Synopsis
The book is a gentle introduction to Python using arithmetic, and vice versa, with a historical perspective encompassing programming languages within the wider process of development of mathematical notation. The revisitation of typical algorithms that are the core of elementary mathematical knowledge helps to grasp their essence and to clarify some assumptions that are often taken for granted but are very profound and of a very general nature.

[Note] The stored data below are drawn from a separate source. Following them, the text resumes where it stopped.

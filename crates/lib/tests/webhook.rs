//! Integration test: exercise the Wati webhook over real HTTP.
//!
//! The outbound channel is replaced by a recorder so no Wati account is
//! needed; the flight provider is the bundled demo catalog. The webhook
//! processes an event fully before acknowledging, so each POST's sends are
//! visible as soon as the response returns.

use async_trait::async_trait;
use lib::channels::MessageSender;
use lib::config::Config;
use lib::flights::FlightCatalog;
use lib::gateway::{self, GatewayState};
use std::sync::{Arc, Mutex};
use std::time::Duration;

const ALLOWED: &str = "34600111222";

#[derive(Default)]
struct RecordingSender {
    sent: Mutex<Vec<(String, String)>>,
}

#[async_trait]
impl MessageSender for RecordingSender {
    async fn send_message(&self, recipient_id: &str, text: &str) -> Result<(), String> {
        self.sent
            .lock()
            .unwrap()
            .push((recipient_id.to_string(), text.to_string()));
        Ok(())
    }
}

fn free_port() -> u16 {
    let listener = std::net::TcpListener::bind("127.0.0.1:0").expect("bind free port");
    listener.local_addr().expect("local_addr").port()
}

/// Start the gateway with a recording sender; returns the webhook URL and recorder.
async fn start_gateway() -> (String, Arc<RecordingSender>) {
    let port = free_port();
    let mut config = Config::default();
    config.gateway.port = port;
    config.gateway.bind = "127.0.0.1".to_string();
    config.channels.wati.allowed_sender = Some(ALLOWED.to_string());

    let sender = Arc::new(RecordingSender::default());
    let state = GatewayState::new(
        config,
        sender.clone(),
        Arc::new(FlightCatalog::with_demo_routes()),
    );
    tokio::spawn(async move {
        let _ = gateway::serve(state).await;
    });

    let health = format!("http://127.0.0.1:{}/", port);
    let client = reqwest::Client::new();
    for _ in 0..100 {
        if let Ok(resp) = client.get(&health).send().await {
            if resp.status().is_success() {
                return (format!("http://127.0.0.1:{}/wati/webhook", port), sender);
            }
        }
        tokio::time::sleep(Duration::from_millis(50)).await;
    }
    panic!("gateway did not come up on port {} within 5s", port);
}

#[tokio::test]
async fn missing_wa_id_is_a_client_error_and_sends_nothing() {
    let (url, sender) = start_gateway().await;
    let client = reqwest::Client::new();

    let resp = client
        .post(&url)
        .json(&serde_json::json!({ "text": "hola", "type": "text" }))
        .send()
        .await
        .expect("post webhook");
    assert_eq!(resp.status().as_u16(), 400);
    let body: serde_json::Value = resp.json().await.expect("parse JSON");
    assert_eq!(body.get("status").and_then(|v| v.as_str()), Some("error"));
    assert_eq!(
        body.get("message").and_then(|v| v.as_str()),
        Some("No waId provided")
    );
    assert!(sender.sent.lock().unwrap().is_empty());
}

#[tokio::test]
async fn unlisted_sender_gets_the_success_body_and_sends_nothing() {
    let (url, sender) = start_gateway().await;
    let client = reqwest::Client::new();

    let resp = client
        .post(&url)
        .json(&serde_json::json!({ "waId": "34999888777", "text": "hola", "type": "text" }))
        .send()
        .await
        .expect("post webhook");
    assert_eq!(resp.status().as_u16(), 200);
    let body: serde_json::Value = resp.json().await.expect("parse JSON");
    // Indistinguishable from the authorized acknowledgement.
    assert_eq!(body, serde_json::json!({ "status": "success" }));
    assert!(sender.sent.lock().unwrap().is_empty());
}

#[tokio::test]
async fn authorized_greeting_is_answered() {
    let (url, sender) = start_gateway().await;
    let client = reqwest::Client::new();

    let resp = client
        .post(&url)
        .json(&serde_json::json!({ "waId": ALLOWED, "text": "Hola", "type": "text" }))
        .send()
        .await
        .expect("post webhook");
    assert_eq!(resp.status().as_u16(), 200);
    let body: serde_json::Value = resp.json().await.expect("parse JSON");
    assert_eq!(body, serde_json::json!({ "status": "success" }));

    let sent = sender.sent.lock().unwrap().clone();
    assert_eq!(sent.len(), 1);
    assert_eq!(sent[0].0, ALLOWED);
    assert!(sent[0].1.contains("Bienvenido a Rumbo"));
}

#[tokio::test]
async fn authorized_search_lists_demo_flights() {
    let (url, sender) = start_gateway().await;
    let client = reqwest::Client::new();

    let resp = client
        .post(&url)
        .json(&serde_json::json!({ "waId": ALLOWED, "text": "Vuelo Madrid a Paris", "type": "text" }))
        .send()
        .await
        .expect("post webhook");
    assert_eq!(resp.status().as_u16(), 200);

    let sent = sender.sent.lock().unwrap().clone();
    assert_eq!(sent.len(), 1);
    let reply = &sent[0].1;
    assert!(reply.starts_with("He encontrado estos vuelos para ti de madrid a paris:\n"));
    assert!(reply.contains("- Iberia (IB1234): 08:30 - 120€"));
}
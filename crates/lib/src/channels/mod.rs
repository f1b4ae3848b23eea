//! Communication channels (Wati / WhatsApp).
//!
//! The outbound sender trait is the seam between the responder and the
//! transport; Wati is the only connector. Inbound events carry one authorized
//! message to classify and answer.

mod inbound;
mod outbound;
mod wati;

pub use inbound::InboundEvent;
pub use outbound::MessageSender;
pub use wati::{WatiChannel, WatiError, WatiWebhookEvent};
//! Gateway: HTTP webhook ingress for the messaging channel.
//!
//! A single port serves the health probe and the Wati webhook. Inbound events
//! are authorized, classified, and answered before the acknowledgement is
//! returned.

mod server;

pub use server::{app, run_gateway, serve, GatewayState};
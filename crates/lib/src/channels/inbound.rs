//! Inbound event from the messaging channel: delivered to the responder for classification.

/// A message that passed the webhook's authorization gate.
/// Read once by the responder and consumed into exactly one outbound reply.
#[derive(Debug, Clone)]
pub struct InboundEvent {
    pub sender_id: String,
    pub text: String,
    pub message_type: String,
}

The first mathematician to define a systematic system for generating numbers was Archimedes of Syracuse in the third century B.C. The Archimedean system, which was defined in a book with the Latin title Arenarius, was not intended to define all numbers, but only very large numbers [13, 22, 23]. However, it can be considered the first system with the three main characteristics of a counting system that have the most important properties for complete arithmetic adequacy: creativity, infinity, and recursion. Creativity means that each numeral is new for numerals that precede it; infinity means that after any numeral there is always another numeral; recursion means that after an initial sequence of numerals coinciding with the digits of the system, digits repeat regularly in all subsequent numerals. Since the numerals are finite expressions of digits, their lengths increase along their generation. In the next chapter, Python is briefly introduced by linking this language to standard mathematical notation, which took its current form throughout a long process that extends from the introduction of decimal numerals to the eighteenth century, particularly within Euler’s notational and conceptual framework. The third chapter is devoted to counting algorithms, showing that something that is usually taken for granted has intriguing aspects that deserve a very subtle analysis: the authors will show that the Python representation of counting algorithms is very informative and demonstrates the informational nature of numbers.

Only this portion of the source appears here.